There has been some indication of wage firmness in some sectors in recent months, and real wage declines have reversed a bit. Certain analysts are viewing this as a tightening of the labor market. I think that is premature, at best, because of (i) the enormous overhang of U.S. labor as illustrated by the LFPR, and the fact that the LFPR has seen no net improvement since the end of 2013, and (ii) the recent improvement in real wages has been to an extent driven by declines in the rate of inflation, as opposed to robust nominal wage growth.

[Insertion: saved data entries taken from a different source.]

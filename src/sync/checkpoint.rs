// ABOUTME: Optional on-disk checkpoint of the flow controller's epoch and version
//
// Written through a temp file in the same directory and renamed into place, so
// a crash mid-write leaves either the old or the new checkpoint.

use std::io::Write;
use std::path::{Path, PathBuf};

use chrono::{DateTime, Utc};
use serde::{Deserialize, Serialize};
use tempfile::NamedTempFile;
use thiserror::Error;

/// Errors reading or writing a checkpoint
#[derive(Error, Debug)]
pub enum CheckpointError {
    /// Filesystem failure
    #[error("Checkpoint I/O error at {path}: {source}")]
    Io {
        /// Checkpoint path
        path: PathBuf,
        /// Underlying error
        #[source]
        source: std::io::Error,
    },

    /// The file exists but is not a checkpoint
    #[error("Corrupt checkpoint at {path}: {source}")]
    Corrupt {
        /// Checkpoint path
        path: PathBuf,
        /// Underlying error
        #[source]
        source: serde_json::Error,
    },
}

/// Persisted flow state
#[derive(Debug, Clone, PartialEq, Eq, Serialize, Deserialize)]
pub struct FlowCheckpoint {
    /// Last epoch seen
    pub epoch: u64,
    /// Binary selected at that point
    pub version: String,
    /// When the checkpoint was written
    pub updated_at: DateTime<Utc>,
}

impl FlowCheckpoint {
    /// Checkpoint stamped with the current time
    pub fn now(epoch: u64, version: impl Into<String>) -> Self {
        Self {
            epoch,
            version: version.into(),
            updated_at: Utc::now(),
        }
    }
}

/// JSON checkpoint file
#[derive(Debug, Clone)]
pub struct CheckpointStore {
    path: PathBuf,
}

impl CheckpointStore {
    /// Store backed by `path`; nothing is touched until load or save
    pub fn new(path: impl Into<PathBuf>) -> Self {
        Self { path: path.into() }
    }

    /// Checkpoint file path
    pub fn path(&self) -> &Path {
        &self.path
    }

    /// Read the checkpoint; a missing file is `Ok(None)`
    pub fn load(&self) -> Result<Option<FlowCheckpoint>, CheckpointError> {
        let contents = match std::fs::read_to_string(&self.path) {
            Ok(contents) => contents,
            Err(e) if e.kind() == std::io::ErrorKind::NotFound => return Ok(None),
            Err(source) => return Err(self.io_error(source)),
        };

        serde_json::from_str(&contents)
            .map(Some)
            .map_err(|source| CheckpointError::Corrupt {
                path: self.path.clone(),
                source,
            })
    }

    /// Atomically replace the checkpoint
    pub fn save(&self, checkpoint: &FlowCheckpoint) -> Result<(), CheckpointError> {
        let dir = match self.path.parent() {
            Some(parent) if !parent.as_os_str().is_empty() => parent,
            _ => Path::new("."),
        };
        std::fs::create_dir_all(dir).map_err(|e| self.io_error(e))?;

        let json = serde_json::to_vec_pretty(checkpoint).map_err(|source| CheckpointError::Corrupt {
            path: self.path.clone(),
            source,
        })?;

        let mut tmp = NamedTempFile::new_in(dir).map_err(|e| self.io_error(e))?;
        tmp.write_all(&json).map_err(|e| self.io_error(e))?;
        tmp.as_file().sync_all().map_err(|e| self.io_error(e))?;
        tmp.persist(&self.path).map_err(|e| self.io_error(e.error))?;

        Ok(())
    }

    fn io_error(&self, source: std::io::Error) -> CheckpointError {
        CheckpointError::Io {
            path: self.path.clone(),
            source,
        }
    }
}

Persistent disinflation is a major factor going forward. Declining oil prices will reflect themselves in coming months’ CPI and PCE inflation statistics. And the toxic combination of disinflation/deflation in other major economies and a strengthening U.S. dollar will see cheap imports build and reduce demand for U.S. exports (witness the growing U.S. trade deficit widening in September to $43 billion from $40 billion in the prior month, even with lower oil prices) at present price levels. It is hard to imagine U.S. labor having any increased pricing power under such circumstances.
We are still playing out the ramifications of the enormous global oversupply of labor and productive capacity relative to global aggregate demand. This phenomenon has dramatically reduced labor’s share of production (GDP) since the late 1990’s, and increased capital’s share of GDP in the U.S. even while the world experiences a capital glut. The disinflation/deflation we are seeing in the worlds’ largest economies are a direct result of that oversupply and the failure of inadequate policy “plasters” to heal underlying imbalances.
The impact on U.S. wages and payrolls in 2014 has been different from the experience of 2013, but the underlying cause is the same. And so is the result―limited increases in aggregate disposable income. Chair Yellen should heed the inner voice telling her that something is not right, because the foregoing demonstrates a still-ailing labor situation in the U.S., not the vibrancy read into headline statistics.